• [Aim of the exercise]
Please output the section of the listing below that opens with the line containing "pub async fn start_tracker(world_size: u32)" and closes with the line containing "TenaxEngine::init(TenaxConfig::for_tracker(addr)).await.unwrap()", exactly and with nothing else.

• [Records provided]
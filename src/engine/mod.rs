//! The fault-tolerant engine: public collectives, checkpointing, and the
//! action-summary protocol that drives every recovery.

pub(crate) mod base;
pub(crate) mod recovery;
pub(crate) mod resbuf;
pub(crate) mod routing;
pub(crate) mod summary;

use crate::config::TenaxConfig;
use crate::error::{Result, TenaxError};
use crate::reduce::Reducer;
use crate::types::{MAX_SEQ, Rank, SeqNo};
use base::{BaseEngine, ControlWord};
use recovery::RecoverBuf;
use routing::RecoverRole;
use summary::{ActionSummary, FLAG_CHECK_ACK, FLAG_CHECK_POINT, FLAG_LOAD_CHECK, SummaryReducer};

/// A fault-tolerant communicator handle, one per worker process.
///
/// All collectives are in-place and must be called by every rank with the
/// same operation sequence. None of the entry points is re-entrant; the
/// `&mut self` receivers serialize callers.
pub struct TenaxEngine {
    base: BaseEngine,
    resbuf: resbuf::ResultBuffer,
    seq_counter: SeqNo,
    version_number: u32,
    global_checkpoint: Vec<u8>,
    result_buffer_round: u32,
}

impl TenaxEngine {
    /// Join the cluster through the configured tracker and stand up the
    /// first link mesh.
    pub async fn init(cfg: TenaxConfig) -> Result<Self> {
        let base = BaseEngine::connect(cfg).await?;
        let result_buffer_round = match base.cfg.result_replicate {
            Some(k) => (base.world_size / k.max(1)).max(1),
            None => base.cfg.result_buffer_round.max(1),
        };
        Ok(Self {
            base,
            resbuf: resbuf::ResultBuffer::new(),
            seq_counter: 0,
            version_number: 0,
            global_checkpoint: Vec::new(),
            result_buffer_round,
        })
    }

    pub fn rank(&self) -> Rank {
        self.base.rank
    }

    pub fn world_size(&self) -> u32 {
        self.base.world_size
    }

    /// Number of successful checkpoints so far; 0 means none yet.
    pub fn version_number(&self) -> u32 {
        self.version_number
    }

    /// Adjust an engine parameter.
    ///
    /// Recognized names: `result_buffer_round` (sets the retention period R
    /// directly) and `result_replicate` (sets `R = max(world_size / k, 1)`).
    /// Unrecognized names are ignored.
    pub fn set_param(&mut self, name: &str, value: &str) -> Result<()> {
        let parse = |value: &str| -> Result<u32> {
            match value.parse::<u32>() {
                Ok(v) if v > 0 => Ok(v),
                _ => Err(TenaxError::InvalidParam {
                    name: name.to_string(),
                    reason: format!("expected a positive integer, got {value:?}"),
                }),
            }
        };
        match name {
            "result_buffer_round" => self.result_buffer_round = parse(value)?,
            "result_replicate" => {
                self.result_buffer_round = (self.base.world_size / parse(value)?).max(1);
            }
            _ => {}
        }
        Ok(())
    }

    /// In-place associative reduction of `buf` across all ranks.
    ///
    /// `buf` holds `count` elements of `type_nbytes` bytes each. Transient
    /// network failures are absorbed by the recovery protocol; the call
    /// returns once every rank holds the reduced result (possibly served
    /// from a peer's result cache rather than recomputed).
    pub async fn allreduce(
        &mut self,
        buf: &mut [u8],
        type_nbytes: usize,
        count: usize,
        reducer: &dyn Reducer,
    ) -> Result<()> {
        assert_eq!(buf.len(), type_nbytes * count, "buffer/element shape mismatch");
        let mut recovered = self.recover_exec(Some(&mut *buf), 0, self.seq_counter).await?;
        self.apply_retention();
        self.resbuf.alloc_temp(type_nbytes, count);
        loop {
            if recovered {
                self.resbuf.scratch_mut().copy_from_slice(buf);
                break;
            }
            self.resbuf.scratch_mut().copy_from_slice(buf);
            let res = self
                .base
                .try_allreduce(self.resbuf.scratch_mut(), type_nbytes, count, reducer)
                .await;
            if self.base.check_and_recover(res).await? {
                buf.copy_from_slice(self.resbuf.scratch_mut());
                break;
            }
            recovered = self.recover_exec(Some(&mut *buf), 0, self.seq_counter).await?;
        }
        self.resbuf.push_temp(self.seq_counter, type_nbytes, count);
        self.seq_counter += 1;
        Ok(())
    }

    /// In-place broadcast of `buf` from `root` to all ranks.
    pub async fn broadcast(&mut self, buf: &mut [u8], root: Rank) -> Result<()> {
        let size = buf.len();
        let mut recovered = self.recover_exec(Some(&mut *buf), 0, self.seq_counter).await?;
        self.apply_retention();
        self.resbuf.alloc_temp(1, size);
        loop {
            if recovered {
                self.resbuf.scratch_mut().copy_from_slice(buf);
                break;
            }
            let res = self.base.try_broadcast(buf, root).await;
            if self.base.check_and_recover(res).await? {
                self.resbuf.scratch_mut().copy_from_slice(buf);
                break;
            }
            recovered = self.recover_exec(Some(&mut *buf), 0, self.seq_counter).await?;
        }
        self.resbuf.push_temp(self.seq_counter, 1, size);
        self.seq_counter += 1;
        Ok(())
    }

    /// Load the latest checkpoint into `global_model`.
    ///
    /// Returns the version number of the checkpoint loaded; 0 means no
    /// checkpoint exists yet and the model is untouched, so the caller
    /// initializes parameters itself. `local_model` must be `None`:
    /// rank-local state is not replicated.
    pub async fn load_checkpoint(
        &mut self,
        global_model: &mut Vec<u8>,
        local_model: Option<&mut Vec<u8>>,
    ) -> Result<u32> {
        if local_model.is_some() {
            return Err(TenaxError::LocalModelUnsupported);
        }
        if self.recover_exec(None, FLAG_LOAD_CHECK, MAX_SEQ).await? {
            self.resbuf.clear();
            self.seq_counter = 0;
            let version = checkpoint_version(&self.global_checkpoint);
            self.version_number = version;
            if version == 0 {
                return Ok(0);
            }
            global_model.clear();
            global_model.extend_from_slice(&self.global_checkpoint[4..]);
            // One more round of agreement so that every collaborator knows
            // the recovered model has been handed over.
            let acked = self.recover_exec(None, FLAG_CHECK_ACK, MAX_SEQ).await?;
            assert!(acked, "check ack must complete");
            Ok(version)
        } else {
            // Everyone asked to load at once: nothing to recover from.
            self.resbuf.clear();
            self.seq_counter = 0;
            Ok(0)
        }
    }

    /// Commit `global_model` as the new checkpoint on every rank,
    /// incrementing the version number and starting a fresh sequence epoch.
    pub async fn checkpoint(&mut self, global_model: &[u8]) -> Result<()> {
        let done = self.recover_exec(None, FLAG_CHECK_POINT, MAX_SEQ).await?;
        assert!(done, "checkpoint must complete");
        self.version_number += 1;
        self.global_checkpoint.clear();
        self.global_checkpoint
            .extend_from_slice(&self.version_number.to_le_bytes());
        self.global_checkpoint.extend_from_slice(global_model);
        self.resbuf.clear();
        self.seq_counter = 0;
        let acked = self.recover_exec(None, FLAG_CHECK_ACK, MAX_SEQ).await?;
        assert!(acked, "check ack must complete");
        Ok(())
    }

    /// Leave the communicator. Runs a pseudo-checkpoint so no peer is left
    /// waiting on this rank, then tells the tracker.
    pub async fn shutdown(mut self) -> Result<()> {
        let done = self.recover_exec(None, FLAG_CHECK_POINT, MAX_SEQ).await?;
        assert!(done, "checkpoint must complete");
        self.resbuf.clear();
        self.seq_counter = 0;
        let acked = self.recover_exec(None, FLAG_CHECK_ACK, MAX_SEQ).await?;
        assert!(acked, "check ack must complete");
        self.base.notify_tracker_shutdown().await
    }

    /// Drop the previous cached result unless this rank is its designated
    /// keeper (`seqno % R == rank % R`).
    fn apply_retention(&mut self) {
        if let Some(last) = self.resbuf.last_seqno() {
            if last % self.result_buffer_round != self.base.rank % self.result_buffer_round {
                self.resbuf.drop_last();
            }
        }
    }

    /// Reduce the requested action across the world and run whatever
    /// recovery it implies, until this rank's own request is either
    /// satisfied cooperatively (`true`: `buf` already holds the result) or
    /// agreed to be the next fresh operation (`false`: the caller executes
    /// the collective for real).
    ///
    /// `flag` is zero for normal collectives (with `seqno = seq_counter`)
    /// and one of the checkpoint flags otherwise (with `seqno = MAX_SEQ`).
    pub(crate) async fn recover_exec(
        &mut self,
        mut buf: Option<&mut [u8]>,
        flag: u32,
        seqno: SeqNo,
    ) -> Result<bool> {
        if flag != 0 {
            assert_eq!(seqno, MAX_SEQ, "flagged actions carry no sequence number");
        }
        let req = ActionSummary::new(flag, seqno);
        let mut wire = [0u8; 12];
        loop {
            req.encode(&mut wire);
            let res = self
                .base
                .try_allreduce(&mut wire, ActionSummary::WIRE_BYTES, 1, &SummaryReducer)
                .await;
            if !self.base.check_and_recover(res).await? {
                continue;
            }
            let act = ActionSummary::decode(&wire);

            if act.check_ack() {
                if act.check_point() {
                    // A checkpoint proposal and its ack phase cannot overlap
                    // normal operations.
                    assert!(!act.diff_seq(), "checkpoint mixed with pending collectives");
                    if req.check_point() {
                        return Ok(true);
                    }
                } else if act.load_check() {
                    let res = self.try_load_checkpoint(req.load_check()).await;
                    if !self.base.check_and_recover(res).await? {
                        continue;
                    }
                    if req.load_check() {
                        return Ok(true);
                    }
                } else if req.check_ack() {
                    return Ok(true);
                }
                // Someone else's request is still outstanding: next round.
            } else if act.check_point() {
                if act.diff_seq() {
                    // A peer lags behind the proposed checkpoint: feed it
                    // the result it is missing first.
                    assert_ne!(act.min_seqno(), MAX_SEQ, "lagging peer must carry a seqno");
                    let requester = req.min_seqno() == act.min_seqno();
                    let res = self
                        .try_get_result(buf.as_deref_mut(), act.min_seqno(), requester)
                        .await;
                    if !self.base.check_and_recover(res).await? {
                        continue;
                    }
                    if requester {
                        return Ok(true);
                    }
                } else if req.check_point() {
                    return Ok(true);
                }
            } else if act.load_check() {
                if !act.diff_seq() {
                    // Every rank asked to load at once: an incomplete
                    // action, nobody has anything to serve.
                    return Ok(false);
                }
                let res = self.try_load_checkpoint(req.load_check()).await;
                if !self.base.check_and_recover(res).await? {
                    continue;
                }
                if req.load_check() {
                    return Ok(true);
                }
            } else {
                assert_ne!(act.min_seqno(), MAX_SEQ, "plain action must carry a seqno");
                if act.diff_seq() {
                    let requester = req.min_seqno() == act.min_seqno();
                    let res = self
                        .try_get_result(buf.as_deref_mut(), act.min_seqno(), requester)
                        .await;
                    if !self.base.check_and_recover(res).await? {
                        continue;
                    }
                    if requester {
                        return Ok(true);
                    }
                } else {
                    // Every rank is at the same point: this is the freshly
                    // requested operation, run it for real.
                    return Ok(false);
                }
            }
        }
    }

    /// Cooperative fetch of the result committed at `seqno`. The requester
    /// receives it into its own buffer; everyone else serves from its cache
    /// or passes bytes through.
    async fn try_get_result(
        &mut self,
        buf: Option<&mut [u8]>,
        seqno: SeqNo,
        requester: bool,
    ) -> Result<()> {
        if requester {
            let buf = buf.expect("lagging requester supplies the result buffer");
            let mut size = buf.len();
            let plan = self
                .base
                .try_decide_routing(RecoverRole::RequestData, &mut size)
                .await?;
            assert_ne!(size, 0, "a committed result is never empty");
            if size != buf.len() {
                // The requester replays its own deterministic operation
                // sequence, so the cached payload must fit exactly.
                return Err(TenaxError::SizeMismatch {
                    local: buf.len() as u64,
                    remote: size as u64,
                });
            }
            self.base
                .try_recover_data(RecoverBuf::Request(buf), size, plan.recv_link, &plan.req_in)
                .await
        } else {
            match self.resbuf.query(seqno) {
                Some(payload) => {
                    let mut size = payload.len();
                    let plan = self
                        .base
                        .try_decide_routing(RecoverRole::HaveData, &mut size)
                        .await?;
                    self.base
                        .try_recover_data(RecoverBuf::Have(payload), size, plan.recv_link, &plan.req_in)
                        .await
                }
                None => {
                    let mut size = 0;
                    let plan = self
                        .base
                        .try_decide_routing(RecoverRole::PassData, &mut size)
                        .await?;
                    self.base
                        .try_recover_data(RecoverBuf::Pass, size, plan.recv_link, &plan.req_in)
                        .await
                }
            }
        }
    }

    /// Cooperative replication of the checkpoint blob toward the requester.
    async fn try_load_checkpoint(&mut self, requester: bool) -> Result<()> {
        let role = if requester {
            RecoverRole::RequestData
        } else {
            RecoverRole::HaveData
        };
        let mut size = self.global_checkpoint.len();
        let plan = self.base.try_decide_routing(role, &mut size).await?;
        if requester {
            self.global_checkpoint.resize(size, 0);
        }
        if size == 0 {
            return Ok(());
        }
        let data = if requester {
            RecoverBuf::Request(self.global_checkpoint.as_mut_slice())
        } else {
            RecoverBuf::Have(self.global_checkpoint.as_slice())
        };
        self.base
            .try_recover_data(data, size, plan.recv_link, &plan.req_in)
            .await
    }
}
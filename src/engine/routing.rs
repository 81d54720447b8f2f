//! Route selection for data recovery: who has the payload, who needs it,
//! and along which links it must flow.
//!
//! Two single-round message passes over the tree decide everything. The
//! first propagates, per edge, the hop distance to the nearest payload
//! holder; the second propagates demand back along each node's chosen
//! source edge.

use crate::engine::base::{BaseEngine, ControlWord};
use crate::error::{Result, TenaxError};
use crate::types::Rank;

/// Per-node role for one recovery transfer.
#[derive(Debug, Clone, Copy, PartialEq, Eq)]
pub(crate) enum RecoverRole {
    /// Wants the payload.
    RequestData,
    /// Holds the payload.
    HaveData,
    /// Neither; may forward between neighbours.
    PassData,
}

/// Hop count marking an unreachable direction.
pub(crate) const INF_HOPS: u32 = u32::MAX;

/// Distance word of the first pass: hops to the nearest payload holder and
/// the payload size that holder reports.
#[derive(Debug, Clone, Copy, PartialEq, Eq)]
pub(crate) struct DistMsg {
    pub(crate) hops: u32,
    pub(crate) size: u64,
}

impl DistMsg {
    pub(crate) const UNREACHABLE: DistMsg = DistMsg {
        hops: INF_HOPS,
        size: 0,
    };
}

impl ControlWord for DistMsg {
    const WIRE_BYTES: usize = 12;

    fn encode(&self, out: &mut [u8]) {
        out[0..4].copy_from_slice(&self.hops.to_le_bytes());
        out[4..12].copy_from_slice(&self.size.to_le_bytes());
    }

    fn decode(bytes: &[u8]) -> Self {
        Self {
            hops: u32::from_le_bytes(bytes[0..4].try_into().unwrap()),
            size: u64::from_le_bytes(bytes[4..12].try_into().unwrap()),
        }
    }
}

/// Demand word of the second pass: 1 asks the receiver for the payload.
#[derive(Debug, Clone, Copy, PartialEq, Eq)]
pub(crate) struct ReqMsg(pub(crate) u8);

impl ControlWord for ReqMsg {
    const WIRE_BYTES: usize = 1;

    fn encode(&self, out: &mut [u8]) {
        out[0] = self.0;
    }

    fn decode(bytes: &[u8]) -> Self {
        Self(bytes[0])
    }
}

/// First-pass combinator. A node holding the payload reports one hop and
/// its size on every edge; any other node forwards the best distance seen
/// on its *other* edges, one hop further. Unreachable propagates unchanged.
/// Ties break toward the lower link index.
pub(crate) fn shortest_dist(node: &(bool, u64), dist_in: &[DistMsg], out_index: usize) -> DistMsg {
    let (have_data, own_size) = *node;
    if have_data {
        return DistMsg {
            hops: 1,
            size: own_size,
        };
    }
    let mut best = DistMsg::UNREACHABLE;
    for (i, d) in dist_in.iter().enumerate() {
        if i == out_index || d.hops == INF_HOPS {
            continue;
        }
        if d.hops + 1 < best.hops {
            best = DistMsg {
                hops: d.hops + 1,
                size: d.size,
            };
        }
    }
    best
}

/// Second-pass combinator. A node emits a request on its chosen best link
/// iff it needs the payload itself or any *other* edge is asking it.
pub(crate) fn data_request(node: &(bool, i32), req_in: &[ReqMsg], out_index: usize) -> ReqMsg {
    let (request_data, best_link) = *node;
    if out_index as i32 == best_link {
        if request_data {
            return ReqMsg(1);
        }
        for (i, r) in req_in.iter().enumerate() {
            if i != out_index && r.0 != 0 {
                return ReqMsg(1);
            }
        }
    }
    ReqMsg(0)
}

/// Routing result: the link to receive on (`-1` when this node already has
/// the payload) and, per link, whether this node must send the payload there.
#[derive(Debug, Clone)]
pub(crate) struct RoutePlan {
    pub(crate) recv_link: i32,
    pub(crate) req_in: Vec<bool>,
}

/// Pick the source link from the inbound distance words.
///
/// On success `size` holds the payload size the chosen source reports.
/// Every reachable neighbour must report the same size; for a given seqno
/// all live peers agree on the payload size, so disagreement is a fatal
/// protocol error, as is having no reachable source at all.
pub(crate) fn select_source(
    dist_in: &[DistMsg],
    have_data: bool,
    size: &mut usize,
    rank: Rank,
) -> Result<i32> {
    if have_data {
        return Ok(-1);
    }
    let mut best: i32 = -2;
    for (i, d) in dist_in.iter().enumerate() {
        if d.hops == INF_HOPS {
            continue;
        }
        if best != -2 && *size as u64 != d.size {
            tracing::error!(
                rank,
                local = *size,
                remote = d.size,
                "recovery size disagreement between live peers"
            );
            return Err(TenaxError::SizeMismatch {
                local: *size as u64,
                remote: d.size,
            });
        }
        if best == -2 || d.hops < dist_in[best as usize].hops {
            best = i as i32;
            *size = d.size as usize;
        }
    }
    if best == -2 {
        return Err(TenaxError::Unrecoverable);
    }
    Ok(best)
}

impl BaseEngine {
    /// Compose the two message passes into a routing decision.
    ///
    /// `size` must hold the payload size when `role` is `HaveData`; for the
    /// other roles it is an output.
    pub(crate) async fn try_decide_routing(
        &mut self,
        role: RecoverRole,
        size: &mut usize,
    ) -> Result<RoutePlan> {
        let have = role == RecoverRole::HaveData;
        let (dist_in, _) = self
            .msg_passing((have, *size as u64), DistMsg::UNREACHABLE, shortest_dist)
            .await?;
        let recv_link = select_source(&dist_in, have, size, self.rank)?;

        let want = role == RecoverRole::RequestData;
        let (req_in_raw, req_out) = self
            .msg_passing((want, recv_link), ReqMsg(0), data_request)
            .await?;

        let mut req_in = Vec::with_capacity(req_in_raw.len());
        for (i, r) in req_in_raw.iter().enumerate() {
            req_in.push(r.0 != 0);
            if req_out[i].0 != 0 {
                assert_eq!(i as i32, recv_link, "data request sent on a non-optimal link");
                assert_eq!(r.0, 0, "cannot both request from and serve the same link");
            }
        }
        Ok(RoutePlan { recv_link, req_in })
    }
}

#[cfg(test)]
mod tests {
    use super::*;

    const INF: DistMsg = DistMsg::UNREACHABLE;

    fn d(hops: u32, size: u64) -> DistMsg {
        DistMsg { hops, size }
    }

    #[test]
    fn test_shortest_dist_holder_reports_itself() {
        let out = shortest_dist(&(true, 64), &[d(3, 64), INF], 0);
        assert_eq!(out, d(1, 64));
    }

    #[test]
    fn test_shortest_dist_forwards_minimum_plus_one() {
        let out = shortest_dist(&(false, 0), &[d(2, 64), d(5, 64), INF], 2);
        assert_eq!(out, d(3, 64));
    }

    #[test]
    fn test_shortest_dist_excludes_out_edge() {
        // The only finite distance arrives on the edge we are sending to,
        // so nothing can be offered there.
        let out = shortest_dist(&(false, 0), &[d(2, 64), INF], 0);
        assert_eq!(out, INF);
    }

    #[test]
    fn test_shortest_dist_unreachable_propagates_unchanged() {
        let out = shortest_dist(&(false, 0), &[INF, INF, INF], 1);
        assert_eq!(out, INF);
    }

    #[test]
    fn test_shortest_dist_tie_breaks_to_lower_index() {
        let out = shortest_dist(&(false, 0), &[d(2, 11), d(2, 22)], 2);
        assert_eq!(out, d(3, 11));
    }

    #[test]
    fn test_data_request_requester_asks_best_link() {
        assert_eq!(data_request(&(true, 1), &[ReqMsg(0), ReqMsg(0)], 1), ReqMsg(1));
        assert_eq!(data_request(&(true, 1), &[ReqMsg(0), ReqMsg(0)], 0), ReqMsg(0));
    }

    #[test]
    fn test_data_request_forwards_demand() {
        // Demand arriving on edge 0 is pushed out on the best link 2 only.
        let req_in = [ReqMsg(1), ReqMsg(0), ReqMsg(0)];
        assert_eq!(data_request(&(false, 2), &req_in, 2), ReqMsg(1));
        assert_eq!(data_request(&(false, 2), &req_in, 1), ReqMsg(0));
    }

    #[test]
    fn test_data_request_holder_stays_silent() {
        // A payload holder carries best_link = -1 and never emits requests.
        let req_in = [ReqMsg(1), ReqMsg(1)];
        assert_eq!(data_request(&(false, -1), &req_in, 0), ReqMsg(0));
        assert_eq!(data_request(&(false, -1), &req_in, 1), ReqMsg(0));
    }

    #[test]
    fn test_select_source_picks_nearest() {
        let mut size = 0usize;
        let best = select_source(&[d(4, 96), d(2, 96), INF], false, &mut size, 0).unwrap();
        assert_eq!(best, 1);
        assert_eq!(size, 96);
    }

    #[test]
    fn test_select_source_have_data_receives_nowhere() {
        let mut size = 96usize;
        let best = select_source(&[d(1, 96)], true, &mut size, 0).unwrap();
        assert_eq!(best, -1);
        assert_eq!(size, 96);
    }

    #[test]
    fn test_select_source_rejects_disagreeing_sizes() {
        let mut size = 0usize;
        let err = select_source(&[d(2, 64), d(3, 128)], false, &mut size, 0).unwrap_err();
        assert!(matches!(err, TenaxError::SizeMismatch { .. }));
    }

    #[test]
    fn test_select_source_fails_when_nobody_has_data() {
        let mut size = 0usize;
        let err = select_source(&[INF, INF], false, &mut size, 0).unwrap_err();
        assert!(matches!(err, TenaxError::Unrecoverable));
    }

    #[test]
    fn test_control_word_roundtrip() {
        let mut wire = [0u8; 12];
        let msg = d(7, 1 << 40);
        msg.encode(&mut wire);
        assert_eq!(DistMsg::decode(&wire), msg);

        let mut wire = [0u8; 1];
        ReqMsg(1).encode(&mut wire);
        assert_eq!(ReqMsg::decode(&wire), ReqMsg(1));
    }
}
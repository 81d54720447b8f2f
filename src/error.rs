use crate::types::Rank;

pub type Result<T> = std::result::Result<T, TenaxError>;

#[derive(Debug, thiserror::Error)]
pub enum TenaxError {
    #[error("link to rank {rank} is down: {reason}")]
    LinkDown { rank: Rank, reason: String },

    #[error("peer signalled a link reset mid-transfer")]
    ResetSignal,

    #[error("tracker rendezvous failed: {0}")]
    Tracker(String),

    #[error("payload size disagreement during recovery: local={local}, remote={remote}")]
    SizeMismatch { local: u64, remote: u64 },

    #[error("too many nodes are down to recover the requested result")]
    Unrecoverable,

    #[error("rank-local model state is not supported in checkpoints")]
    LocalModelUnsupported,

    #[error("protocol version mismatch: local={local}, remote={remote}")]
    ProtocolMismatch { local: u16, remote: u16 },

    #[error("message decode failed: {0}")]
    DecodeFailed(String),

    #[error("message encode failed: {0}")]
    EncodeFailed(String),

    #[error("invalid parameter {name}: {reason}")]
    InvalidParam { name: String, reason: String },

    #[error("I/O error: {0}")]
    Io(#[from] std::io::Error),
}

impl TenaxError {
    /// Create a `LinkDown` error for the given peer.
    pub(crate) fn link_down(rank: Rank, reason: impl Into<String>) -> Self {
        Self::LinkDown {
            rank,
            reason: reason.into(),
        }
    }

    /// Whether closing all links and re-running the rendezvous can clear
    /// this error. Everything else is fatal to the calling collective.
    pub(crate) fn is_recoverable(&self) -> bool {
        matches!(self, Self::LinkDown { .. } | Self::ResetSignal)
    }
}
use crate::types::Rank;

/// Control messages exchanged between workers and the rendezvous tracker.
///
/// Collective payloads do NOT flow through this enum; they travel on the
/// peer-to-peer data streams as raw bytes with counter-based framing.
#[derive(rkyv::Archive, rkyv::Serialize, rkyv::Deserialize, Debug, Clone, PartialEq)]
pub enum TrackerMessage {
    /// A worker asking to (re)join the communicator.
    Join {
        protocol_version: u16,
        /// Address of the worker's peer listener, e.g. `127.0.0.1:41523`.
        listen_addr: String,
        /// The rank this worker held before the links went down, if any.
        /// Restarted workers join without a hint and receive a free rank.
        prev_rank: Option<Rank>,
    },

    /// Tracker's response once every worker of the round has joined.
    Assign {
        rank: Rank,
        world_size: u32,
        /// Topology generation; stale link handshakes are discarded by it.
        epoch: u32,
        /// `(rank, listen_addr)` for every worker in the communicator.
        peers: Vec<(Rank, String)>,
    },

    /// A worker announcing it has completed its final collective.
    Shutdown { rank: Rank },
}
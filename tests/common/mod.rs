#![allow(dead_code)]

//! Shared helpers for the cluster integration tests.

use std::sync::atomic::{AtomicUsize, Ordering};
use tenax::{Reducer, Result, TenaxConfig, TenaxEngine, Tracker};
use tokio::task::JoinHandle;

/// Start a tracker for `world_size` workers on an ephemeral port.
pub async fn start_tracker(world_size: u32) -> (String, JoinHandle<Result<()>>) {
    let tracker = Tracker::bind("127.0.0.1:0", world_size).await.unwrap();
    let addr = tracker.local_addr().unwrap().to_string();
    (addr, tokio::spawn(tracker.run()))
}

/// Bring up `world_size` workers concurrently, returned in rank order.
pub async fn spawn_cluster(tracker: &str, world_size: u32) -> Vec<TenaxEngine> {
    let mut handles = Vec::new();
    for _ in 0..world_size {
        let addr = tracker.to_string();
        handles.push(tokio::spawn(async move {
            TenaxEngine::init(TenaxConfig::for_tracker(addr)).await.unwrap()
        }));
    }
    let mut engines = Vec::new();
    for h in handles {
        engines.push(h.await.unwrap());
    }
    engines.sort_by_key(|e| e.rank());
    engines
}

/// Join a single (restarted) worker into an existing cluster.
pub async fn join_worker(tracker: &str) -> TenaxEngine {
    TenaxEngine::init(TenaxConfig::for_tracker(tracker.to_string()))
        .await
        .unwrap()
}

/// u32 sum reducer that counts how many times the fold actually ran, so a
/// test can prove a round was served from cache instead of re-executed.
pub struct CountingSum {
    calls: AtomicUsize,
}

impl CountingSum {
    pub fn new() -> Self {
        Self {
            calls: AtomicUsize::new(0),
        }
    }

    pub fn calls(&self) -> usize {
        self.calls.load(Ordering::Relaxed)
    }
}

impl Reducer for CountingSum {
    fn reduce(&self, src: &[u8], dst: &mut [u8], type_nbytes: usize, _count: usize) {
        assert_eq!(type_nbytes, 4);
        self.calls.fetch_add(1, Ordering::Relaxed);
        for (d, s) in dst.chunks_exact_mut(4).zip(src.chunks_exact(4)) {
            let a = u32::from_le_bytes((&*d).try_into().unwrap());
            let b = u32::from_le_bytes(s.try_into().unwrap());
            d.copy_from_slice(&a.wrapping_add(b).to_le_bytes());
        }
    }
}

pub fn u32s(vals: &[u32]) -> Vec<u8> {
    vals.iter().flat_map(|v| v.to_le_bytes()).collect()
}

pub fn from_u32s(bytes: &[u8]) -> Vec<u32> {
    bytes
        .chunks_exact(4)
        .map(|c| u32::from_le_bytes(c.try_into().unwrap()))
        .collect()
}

• [Exercise result]
pub async fn start_tracker(world_size: u32) -> (String, JoinHandle<Result<()>>) {
    let tracker = Tracker::bind("127.0.0.1:0", world_size).await.unwrap();
    let addr = tracker.local_addr().unwrap().to_string();
    (addr, tokio::spawn(tracker.run()))
}

/// Bring up `world_size` workers concurrently, returned in rank order.
pub async fn spawn_cluster(tracker: &str, world_size: u32) -> Vec<TenaxEngine> {
    let mut handles = Vec::new();
    for _ in 0..world_size {
        let addr = tracker.to_string();
        handles.push(tokio::spawn(async move {
            TenaxEngine::init(TenaxConfig::for_tracker(addr)).await.unwrap()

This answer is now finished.